La révolution discrète du cinquième mandat présidentiel de V. Poutine
À l’aube de son cinquième mandat, Vladimir Poutine a activé l’un des chantiers les plus discrets et les plus importants de la transformation de la société et de l’État russes : le renouvellement des élites. Au-delà de la guerre en Ukraine, le Kremlin pose désormais les jalons d’une société régie par le patriotisme et la loyauté à l’égard du programme présidentiel.
Déjà, lors de son discours à la nation prononcé le 24 avril 2023, Vladimir Poutine avait indiqué les nouvelles règles du jeu politique en déclarant que « tous ceux qui avaient choisi d’investir à l’ouest, de s’y prélasser, d’y parader doivent avoir compris que c’était une mauvaise idée et une idée sans avenir ». À ceux-là, Vladimir Poutine suggérait alors d’investir « massivement et patriotiquement » dans leur propre pays, dans son infrastructure et dans son éducation afin d’y faire croître leur fortune et leur réputation. Seuls les entrepreneurs patriotes, ajoutait-il enfin, seraient soutenus et protégés par l’État.

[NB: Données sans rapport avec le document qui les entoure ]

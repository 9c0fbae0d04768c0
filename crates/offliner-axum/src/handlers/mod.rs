pub mod download;
pub mod download_file;
pub mod stream_progress;
//! Client for the platform-B (Spotify-like) metadata API. Never downloads
//! audio — only resolves (title, artist) pairs, which the resolver then
//! translates into platform-A search targets (spec §4.3 "Cross-platform
//! translation").

use std::sync::Mutex;
use std::time::{Duration, Instant};

use serde::Deserialize;
use thiserror::Error;

use offliner_core::config::PlatformBCredentials;

const TOKEN_URL: &str = "https://accounts.spotify.com/api/token";
const API_BASE: &str = "https://api.spotify.com/v1";

#[derive(Debug, Error)]
pub enum PlatformBError {
    #[error("platform-B credentials are not configured")]
    NotConfigured,
    #[error("platform-B request failed: {0}")]
    RequestFailed(String),
    #[error("platform-B returned malformed data: {0}")]
    MalformedResponse(String),
}

pub struct TrackMeta {
    pub title: String,
    pub artist: String,
    pub duration_secs: Option<u64>,
}

struct CachedToken {
    access_token: String,
    expires_at: Instant,
}

/// Minimal client-credentials-flow client for the metadata API.
pub struct PlatformBClient {
    http: reqwest::Client,
    credentials: PlatformBCredentials,
    token: Mutex<Option<CachedToken>>,
}

impl PlatformBClient {
    #[must_use]
    pub fn new(credentials: PlatformBCredentials, http: reqwest::Client) -> Self {
        Self {
            http,
            credentials,
            token: Mutex::new(None),
        }
    }

    pub async fn track(&self, track_id: &str) -> Result<TrackMeta, PlatformBError> {
        let token = self.access_token().await?;
        let resp: TrackResponse = self
            .get(&format!("{API_BASE}/tracks/{track_id}"), &token)
            .await?;
        Ok(TrackMeta {
            title: resp.name,
            artist: resp
                .artists
                .first()
                .map(|a| a.name.clone())
                .unwrap_or_default(),
            duration_secs: Some(resp.duration_ms / 1000),
        })
    }

    /// Page through a playlist's or album's tracks, spec §4.3 page sizes
    /// (50 for albums, 100 for playlists) decided by the caller.
    pub async fn page(
        &self,
        collection_id: &str,
        is_album: bool,
        offset: usize,
        page_size: usize,
    ) -> Result<Vec<TrackMeta>, PlatformBError> {
        let token = self.access_token().await?;
        let kind = if is_album { "albums" } else { "playlists" };
        let field = if is_album { "tracks" } else { "items" };
        let url = format!(
            "{API_BASE}/{kind}/{collection_id}/tracks?limit={page_size}&offset={offset}&_field={field}"
        );
        let resp: PageResponse = self.get(&url, &token).await?;
        Ok(resp
            .items
            .into_iter()
            .map(|item| {
                let (name, artists, duration_ms) = match item.track {
                    Some(track) => (track.name, track.artists, track.duration_ms),
                    None => (
                        item.name.unwrap_or_default(),
                        item.artists.unwrap_or_default(),
                        item.duration_ms.unwrap_or(0),
                    ),
                };
                TrackMeta {
                    title: name,
                    artist: artists.first().map(|a| a.name.clone()).unwrap_or_default(),
                    duration_secs: Some(duration_ms / 1000),
                }
            })
            .collect())
    }

    async fn get<T: for<'de> Deserialize<'de>>(
        &self,
        url: &str,
        token: &str,
    ) -> Result<T, PlatformBError> {
        self.http
            .get(url)
            .bearer_auth(token)
            .send()
            .await
            .map_err(|e| PlatformBError::RequestFailed(e.to_string()))?
            .error_for_status()
            .map_err(|e| PlatformBError::RequestFailed(e.to_string()))?
            .json()
            .await
            .map_err(|e| PlatformBError::MalformedResponse(e.to_string()))
    }

    async fn access_token(&self) -> Result<String, PlatformBError> {
        if !self.credentials.is_configured() {
            return Err(PlatformBError::NotConfigured);
        }
        {
            let cached = self.token.lock().unwrap();
            if let Some(cached) = cached.as_ref() {
                if cached.expires_at > Instant::now() {
                    return Ok(cached.access_token.clone());
                }
            }
        }

        let client_id = self.credentials.client_id.as_deref().unwrap_or_default();
        let client_secret = self
            .credentials
            .client_secret
            .as_deref()
            .unwrap_or_default();

        let resp: TokenResponse = self
            .http
            .post(TOKEN_URL)
            .form(&[("grant_type", "client_credentials")])
            .basic_auth(client_id, Some(client_secret))
            .send()
            .await
            .map_err(|e| PlatformBError::RequestFailed(e.to_string()))?
            .error_for_status()
            .map_err(|e| PlatformBError::RequestFailed(e.to_string()))?
            .json()
            .await
            .map_err(|e| PlatformBError::MalformedResponse(e.to_string()))?;

        let expires_at = Instant::now() + Duration::from_secs(resp.expires_in.saturating_sub(30));
        let mut cached = self.token.lock().unwrap();
        *cached = Some(CachedToken {
            access_token: resp.access_token.clone(),
            expires_at,
        });
        Ok(resp.access_token)
    }
}

#[derive(Deserialize)]
struct TokenResponse {
    access_token: String,
    expires_in: u64,
}

#[derive(Deserialize)]
struct Artist {
    name: String,
}

#[derive(Deserialize)]
struct TrackResponse {
    name: String,
    artists: Vec<Artist>,
    duration_ms: u64,
}

#[derive(Deserialize)]
struct PageResponse {
    items: Vec<PageItem>,
}

#[derive(Deserialize)]
struct PageItem {
    /// Present for playlist items (nested under `track`).
    #[serde(default)]
    track: Option<TrackResponse>,
    /// Present for album items, where the track fields sit inline instead.
    #[serde(default)]
    name: Option<String>,
    #[serde(default)]
    artists: Option<Vec<Artist>>,
    #[serde(default)]
    duration_ms: Option<u64>,
}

Près d’un an plus tard, le président en campagne pour sa réélection est revenu avec plus de précision sur ce programme sociétal. Dans son discours aux Assemblées, le 29 février 2024, il confirme que l’élite doit être composée de ceux qui ont servi la Russie sans ambiguïté. Les personnes « fiables, qui ont prouvé leur loyauté » doivent remplacer ceux qui « se sont discrédités » en accumulant des fortunes et des privilèges dans les années 1990.
À cette nouvelle élite, il offre un éventail d’avantages matériels mais également un accès prioritaire à l’éducation supérieure et une participation au programme de sélection des nouveaux dirigeants. Ce programme, baptisé « le temps des héros », favorise l’accès des officiers ou des titulaires de diplômes de l’enseignement supérieur à une nouvelle école d’administration destinée à fournir les cadres de la Nation. Quant aux autres — mercenaires, simples soldats ayant combattu en Ukraine —, ils pourront accéder en priorité aux académies militaires pour soutenir leur ascension professionnelle et rejoindre, eux aussi, les rangs de l’élite.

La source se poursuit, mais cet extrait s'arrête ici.